By Raja Patel
Senior Vice President of Products, Sophos
Today’s cyberthreats are becoming too complex for many organizations to defend against on their own. Nationwide cybersecurity workforce shortages further complicate the challenge, increasing risk and exposure to potential attacks for those without the necessary, on-demand resources.
This new reality requires cybersecurity defenses powered by always-on security teams and integrated threat intelligence. In particular, organizations need skilled threat hunters who can identify in-progress attacks that have circumvented other security controls, and quickly neutralize them.
To keep pace, many organizations are turning to cybersecurity-as-a-service (CSaaS). For some, this means using a cloud-delivered security operations platform managed by their internal resources. Other organizations are outsourcing all security operations to an outside security specialist or leveraging CSaaS to augment their existing security teams’ capabilities—for example, adding support for second and third shifts (security positions for which recruiting and training are notoriously difficult).
The CSaaS model provides organizations with urgently needed defenses without having to develop proprietary tools or grow in-house security teams. With this model, businesses gain access to highly skilled workers they might not otherwise be able to attain, and they adopt a shared responsibility model with an experienced partner.
CSaaS offers the proactive defenses necessary to mitigate attacks—but only if organizations lay the groundwork for a collaborative service partnership.
Understanding Your Security Capabilities and Deficiencies
Business leaders considering CSaaS or questioning the capabilities of their current managed security service provider (MSSP) should first assess their current IT and security standing. This upfront investigation will shine light on gaps or deficiencies that may not align with your enterprise risk management (ERM) requirements.
Any successful CSaaS integration requires a clear understanding of security’s role in your organization. By examining your security tool set as a critical business asset, you can more holistically understand your needs and proficiencies. This is an important first step not only in selecting the right partner, but also in communicating to providers how managed services can work with your existing capabilities.
Organizations need skilled threat hunters who can identify in-progress attacks that have circumvented other security controls, and quickly neutralize them.
As you determine your security needs and lay the foundation for a strategic managed services partnership, here are three vital questions to ask yourself and your team:
- What does our security team look like?
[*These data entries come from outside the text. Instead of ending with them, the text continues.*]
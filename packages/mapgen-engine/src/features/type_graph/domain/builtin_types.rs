//! Builtin scalar types
//!
//! Every type graph starts with the primitive kinds and `string`; extractors
//! reference them by these keys.

use super::primitive::PrimitiveKind;
use super::type_descriptor::{TypeDescriptor, TypeKey};

/// Key of the builtin string type
pub const STRING: &str = "string";

/// Key of a builtin primitive type
pub fn primitive_key(kind: PrimitiveKind) -> TypeKey {
    TypeKey::from(kind.as_str())
}

pub fn string_key() -> TypeKey {
    TypeKey::from(STRING)
}

/// Descriptors for all builtin scalar types
pub fn builtin_descriptors() -> Vec<TypeDescriptor> {
    let mut types: Vec<TypeDescriptor> = PrimitiveKind::ALL
        .iter()
        .map(|kind| TypeDescriptor::primitive(primitive_key(*kind), *kind))
        .collect();
    types.push(TypeDescriptor::string(STRING));
    types
}
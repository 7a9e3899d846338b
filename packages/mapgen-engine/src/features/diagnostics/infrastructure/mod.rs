pub mod collector;

pub use collector::{count_severity, DiagnosticsCollector};
//! Type Graph
//!
//! Read-only description of every type reachable from a mapping request:
//! members, nullability, value/reference semantics, enum values, collection
//! element types and obsolescence markers.
//!
//! The engine never extracts types itself. An external extractor fills a
//! `TypeGraphBuilder`, the builder validates references, and the engine reads
//! the result through the `TypeLookup` port.
//!
//! # Example
//!
//! ```rust,ignore
//! use mapgen_engine::features::type_graph::*;
//!
//! let graph = TypeGraphBuilder::with_builtins()
//!     .add(TypeDescriptor::object("CarDto")
//!         .with_member(MemberDescriptor::new("id", "int32")))
//!     .build()?;
//! ```

pub mod domain;
pub mod error;
pub mod infrastructure;
pub mod ports;

pub use domain::{
    builtin_descriptors, primitive_key, string_key, Accessibility, EnumValue, MemberAccess,
    MemberDescriptor, NumericConversion, PrimitiveKind, TypeDescriptor, TypeKey, TypeKind,
    TypeRef,
};
pub use error::{GraphError, GraphResult};
pub use infrastructure::{TypeGraph, TypeGraphBuilder};
pub use ports::TypeLookup;
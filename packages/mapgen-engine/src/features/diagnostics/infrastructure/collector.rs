//! Diagnostics Collector
//!
//! Append-only for the duration of one run. Shared by every request the run
//! resolves, so recording goes through a lock; `finalize()` sorts and drops
//! duplicates produced when two parallel requests build the same plan.

use crate::features::diagnostics::domain::{Diagnostic, DiagnosticKind, Severity};
use crate::features::diagnostics::ports::SeverityPolicy;
use parking_lot::Mutex;

#[derive(Debug, Default)]
pub struct DiagnosticsCollector {
    entries: Mutex<Vec<Diagnostic>>,
}

impl DiagnosticsCollector {
    pub fn new() -> Self {
        Self::default()
    }

    /// Record a diagnostic as is
    pub fn record(&self, diagnostic: Diagnostic) {
        self.entries.lock().push(diagnostic);
    }

    /// Record a diagnostic with the severity the policy assigns to its kind
    pub fn report(&self, policy: &impl SeverityPolicy, diagnostic: Diagnostic) {
        let severity = policy.severity_of(diagnostic.kind);
        self.record(diagnostic.with_severity(severity));
    }

    pub fn len(&self) -> usize {
        self.entries.lock().len()
    }

    pub fn is_empty(&self) -> bool {
        self.entries.lock().is_empty()
    }

    pub fn has_errors(&self) -> bool {
        self.entries.lock().iter().any(Diagnostic::is_error)
    }

    pub fn count_of(&self, kind: DiagnosticKind) -> usize {
        self.entries.lock().iter().filter(|d| d.kind == kind).count()
    }

    /// Deterministically ordered, duplicate-free snapshot
    pub fn finalize(&self) -> Vec<Diagnostic> {
        let mut diagnostics = self.entries.lock().clone();
        diagnostics.sort();
        diagnostics.dedup();
        diagnostics
    }
}

/// Number of diagnostics at `severity` in a finalized sequence
pub fn count_severity(diagnostics: &[Diagnostic], severity: Severity) -> usize {
    diagnostics.iter().filter(|d| d.severity == severity).count()
}

#[cfg(test)]
mod tests {
    use super::*;
    use crate::features::diagnostics::ports::DefaultSeverities;
    use crate::features::type_graph::domain::TypeKey;

    struct Escalate;

    impl SeverityPolicy for Escalate {
        fn severity_of(&self, _kind: DiagnosticKind) -> Severity {
            Severity::Error
        }
    }

    fn unmapped(member: &str) -> Diagnostic {
        Diagnostic::new(DiagnosticKind::UnmappedTargetMember, "no source")
            .with_types(&TypeKey::from("A"), &TypeKey::from("B"))
            .with_member(member)
    }

    #[test]
    fn test_report_applies_policy() {
        let collector = DiagnosticsCollector::new();
        collector.report(&DefaultSeverities, unmapped("x"));
        assert!(!collector.has_errors());

        collector.report(&Escalate, unmapped("y"));
        assert!(collector.has_errors());
        assert_eq!(collector.count_of(DiagnosticKind::UnmappedTargetMember), 2);
    }

    #[test]
    fn test_finalize_sorts_and_dedups() {
        let collector = DiagnosticsCollector::new();
        collector.record(unmapped("b"));
        collector.record(unmapped("a"));
        collector.record(unmapped("b"));

        let finalized = collector.finalize();
        assert_eq!(finalized.len(), 2);
        assert_eq!(finalized[0].member.as_deref(), Some("a"));
        assert_eq!(finalized[1].member.as_deref(), Some("b"));
        assert_eq!(count_severity(&finalized, Severity::Warning), 2);
    }

    #[test]
    fn test_concurrent_record() {
        let collector = DiagnosticsCollector::new();
        std::thread::scope(|s| {
            for i in 0..4 {
                let collector = &collector;
                s.spawn(move || {
                    for j in 0..25 {
                        collector.record(unmapped(&format!("m{}_{}", i, j)));
                    }
                });
            }
        });
        assert_eq!(collector.len(), 100);
        assert_eq!(collector.finalize().len(), 100);
    }
}
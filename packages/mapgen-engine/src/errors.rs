//! Error types for mapgen-engine
//!
//! Crate-level error wrapping the per-layer errors.

use crate::config::ConfigError;
use crate::features::type_graph::GraphError;
use thiserror::Error;

/// Main error type for mapgen-engine operations
#[derive(Debug, Error)]
pub enum MapgenError {
    /// Configuration error
    #[error("Configuration error: {0}")]
    Config(#[from] ConfigError),

    /// Type graph error
    #[error("Type graph error: {0}")]
    Graph(#[from] GraphError),

    /// A mapping request aborted on a configuration error
    #[error("Mapping '{mapper}.{method}' failed: {reason}")]
    RequestFailed {
        mapper: String,
        method: String,
        reason: String,
    },

    /// Error-severity diagnostics make the run output unusable
    #[error("Mapping run reported {count} error diagnostic(s)")]
    ErrorDiagnostics { count: usize },

    /// Run report encoding error
    #[error("JSON error: {0}")]
    Json(#[from] serde_json::Error),
}

impl MapgenError {
    pub fn request_failed(
        mapper: impl Into<String>,
        method: impl Into<String>,
        reason: &ConfigError,
    ) -> Self {
        MapgenError::RequestFailed {
            mapper: mapper.into(),
            method: method.into(),
            reason: reason.to_string(),
        }
    }
}

/// Result type alias for mapgen-engine operations
pub type Result<T> = std::result::Result<T, MapgenError>;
In particular, what capabilities does our team have—and what skills are we lacking?
- Do we have business continuity and incident response plans in place, and if so, when were they last updated? Imagine a worst-case attack scenario where our network is down and adversaries are monitoring traditional methods of communication—like corporate email. What do we do?
- What security technologies are we investing in? Is our existing tech stack meeting business needs, or have we made investments in tools that aren’t proving valuable?
Choosing the Right Managed Security Service Provide
Once you’ve determined your security baseline, carefully evaluate security services providers to ensure they complement your unique security capabilities and organizational processes—now and in the future.
For example, if your internal security team needs help responding to active threats, prioritize a partner that provides response capabilities as part of its core managed detection and response (MDR) offering (with many vendors, this service is only available at an additional or hidden cost).
In particular, ask these four questions to any prospective MSSP or to your current managed services partner:
- How do you stay on top of cyberthreat developments, and how is threat intelligence integrated into your services? Attackers are constantly changing tactics, techniques and procedures (TTPs) to evade detection, and you need a provider capable of anticipating attacker behaviors, recognizing evolving attack patterns and communicating threat analysis.
- Can you manage and support our existing tech stack? Specifically, ask whether they can build off of your previous security investments or if they must implement new defensive technologies.
- Are your offerings flexible enough to support our internal growth and changing business needs? A highly capable provider can scale with you as you grow and optimize your security strategy to match business changes.
- What experience do you have working with other businesses in our industry? If the provider works with other organizations in your sector, they’ll have firsthand experience defending against the specific threats you’re facing.
Cyberthreats are quickly accelerating, and cyberdefenses need to follow suit. To mitigate threats and stay operationally agile, lean on CSaaS to deliver human expertise, targeted defensive technology and around-the-clock threat hunting. Even in a rapidly evolving threat landscape, you can ensure you stay competitive—and enable a security model that fuels your growth.